Continua sendo destinada aos ocupantes de certos cargos públicos, membros de algumas atividades profissionais e aos portadores de diploma de curso superior. As penas já não podem mais ser diferentes entre ricos e pobres (ou diplomados e não instruídos), afinal todos somos iguais perante a lei. A forma de cumpri-las, no entanto, acaba sendo diversa e privilegia a não promiscuidade dos eventuais presos da elite com os incultos.
O foro privilegiado para julgamentos criminais de autoridades é outra desigualdade que ainda permanece. Reproduzimos, com pequenas variações, a regra antiga de que fidalgos de grandes estados e poder somente seriam presos por mandados especiais do Rei.
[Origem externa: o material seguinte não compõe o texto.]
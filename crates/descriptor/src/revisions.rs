//! Recorded revisions of the dataSubselector descriptor
//!
//! The dataSubselector build fragment is changelog-tracked: two revisions of
//! its dependency list exist, and the later one supersedes the earlier. Both
//! stay addressable so the history can be inspected and diffed.

use crate::error::DescriptorError;
use crate::types::{LibraryDescriptor, ToolName};

/// Name of the library this crate ships recorded descriptors for
pub const DATA_SUBSELECTOR: &str = "dataSubselector";

/// A recorded revision of the dataSubselector descriptor
#[derive(Debug, Clone, Copy, PartialEq, Eq, PartialOrd, Ord)]
pub enum Revision {
    /// Initial dependency list
    R1,
    /// Adds irfLoaderLib ahead of evtbinLib
    R2,
}

impl Revision {
    /// All recorded revisions, oldest first
    pub const ALL: [Revision; 2] = [Revision::R1, Revision::R2];

    /// The most recent recorded revision
    pub const fn latest() -> Self {
        Revision::R2
    }

    /// The revision number as stored in the descriptor
    pub const fn number(self) -> u32 {
        match self {
            Revision::R1 => 1,
            Revision::R2 => 2,
        }
    }

    /// Look up a recorded revision by number
    pub fn from_number(number: u32) -> Result<Self, DescriptorError> {
        match number {
            1 => Ok(Revision::R1),
            2 => Ok(Revision::R2),
            other => Err(DescriptorError::UnknownRevision(
                other,
                DATA_SUBSELECTOR.to_string(),
            )),
        }
    }
}

/// Build the dataSubselector descriptor at the given revision
///
/// Tool order is exactly as recorded; the orchestrator relies on it for
/// configuration sequencing.
pub fn data_subselector(revision: Revision) -> LibraryDescriptor {
    let tools: Vec<ToolName> = match revision {
        Revision::R1 => vec![
            ToolName::from("tipLib"),
            ToolName::from("astroLib"),
            ToolName::from("st_facilitiesLib"),
            ToolName::from("facilitiesLib"),
            ToolName::from("evtbinLib"),
        ],
        Revision::R2 => vec![
            ToolName::from("tipLib"),
            ToolName::from("astroLib"),
            ToolName::from("st_facilitiesLib"),
            ToolName::from("facilitiesLib"),
            ToolName::from("irfLoaderLib"),
            ToolName::from("evtbinLib"),
        ],
    };

    LibraryDescriptor::new(DATA_SUBSELECTOR, revision.number(), tools)
}

impl LibraryDescriptor {
    /// The current dataSubselector descriptor (latest recorded revision)
    pub fn current() -> Self {
        data_subselector(Revision::latest())
    }
}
É um típico caso em que se outorga maior valor à noção de autoridade do que ao princípio de isonomia, com a diferença de que hoje a igualdade é um dos pilares da Constituição.
Um promotor de justiça ou um magistrado que praticam um homicídio –nada que mais se distancie de suas funções- são julgados por um órgão especial de desembargadores do Tribunal de Justiça. Não no Tribunal do Júri, pelo conselho popular, como ocorre com os demais assassinos sem cargos.
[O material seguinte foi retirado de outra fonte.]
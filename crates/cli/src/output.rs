//! CLI output formatting utilities.
//!
//! Provides consistent formatting for terminal output including colored
//! status symbols and the text/JSON output switch.

use anyhow::Context;
use clap::ValueEnum;
use owo_colors::{OwoColorize, Stream};

#[derive(Debug, Clone, Copy, Default, ValueEnum)]
pub enum OutputFormat {
    #[default]
    Text,
    Json,
}

impl OutputFormat {
    pub fn is_json(self) -> bool {
        matches!(self, OutputFormat::Json)
    }
}

pub mod symbols {
    pub const SUCCESS: &str = "✓";
    pub const INFO: &str = "•";
    pub const ARROW: &str = "→";
    pub const PLUS: &str = "+";
    pub const MINUS: &str = "-";
    pub const TILDE: &str = "~";
}

pub fn print_success(message: &str) {
    println!(
        "{} {}",
        symbols::SUCCESS.if_supports_color(Stream::Stdout, |s| s.green()),
        message
    );
}

pub fn print_stat(label: &str, value: &str) {
    println!(
        "  {}: {}",
        label.if_supports_color(Stream::Stdout, |s| s.dimmed()),
        value
    );
}

pub fn print_json<T: serde::Serialize>(value: &T) -> anyhow::Result<()> {
    let json = serde_json::to_string_pretty(value).context("Failed to serialize to JSON")?;
    println!("{}", json);
    Ok(())
}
Aparentemente, trata-se na hipótese de preservar as autoridades de um processo comum, como se sofressem um constrangimento ao serem julgadas por autoridades iguais ou inferiores. Nada mais sem razão. Competência processual não se deve medir por uma ótica militar ou por estrato social.
Autoridades que cometem crimes devem ser julgadas como quaisquer pessoas, pois deixam de se revestir do cargo quando praticam atos irregulares.
Um juiz de primeiro grau pode considerar inconstitucional um plano econômico do governo federal e não aplicá-lo ou sustar uma licitação importante por ato de improbidade do governador.
Mas não pode julgar criminalmente o prefeito de sua cidade, nem que se trate de um simples acidente de trânsito. Este tem foro privilegiado, só podendo ser julgado no Tribunal de Justiça, como os governadores que são julgados no Superior Tribunal de Justiça ou parlamentares, submetidos ao STF em razão de qualquer tipo de infração.
Até a pouco tempo, mesmo os aposentados ou os que já haviam deixado o exercício dos cargos públicos, portanto dissociados de qualquer função do Estado, mantinham o foro privilegiado em relação a fatos pretéritos. O STF avançou e retificou seu entendimento anterior: quem já deixou o cargo não tem mais o privilégio.
A idéia da extensão do foro privilegiado não vingou na Câmara quando suscitada pela primeira vez, mas vira e mexe retorna com força à discussão. Além de devolver a aposentados e ex-ocupantes de cargos públicos o foro privilegiado nas lides criminais (para fatos ocorridos durante seus mandatos), a competência por prerrogativa de função seria também estendida a ações de improbidade, que tramitam no juízo cível.
No fundo, esse movimento para a extensão do foro privilegiado é uma reação análoga àquela que se formou para tolher a ação fiscalizatória dos promotores de Justiça, responsáveis pelo ajuizamento das ações de improbidade, com a proposta da chamada Lei da Mordaça. A lógica é a mesma: deslocar para as cúpulas das instituições (mais submetidas ao contato com o Executivo), o controle da legalidade de atos dos membros do poder.
O foro privilegiado, tal qual a prisão especial, é herança de uma legislação elitista, que muito se compatibilizou com regimes baseados na força e no prestígio da autoridade.
Casa como uma luva em uma sociedade fundada na desigualdade, que privilegia o apadrinhamento para provimento de cargos públicos e se habitua ao “você sabe com quem está falando” típico das autoridades flagradas no ilícito.
A hora é justamente a de retirarmos estes e outros entulhos autoritários e corporativistas que ainda permeiam nossa legislação, como a jurisdição especial dos militares e PMs e a imunidade processual dos parlamentares.
Remover a síndrome dos desiguais seria muito importante para revigorar na população o bom conceito da justiça. Mostrar que todos, inclusive os membros do poder, se submetem às mesmas regras, às mesmas sanções e aos mesmos juízes que os homens do povo. Sem privilégios. Isso é democracia.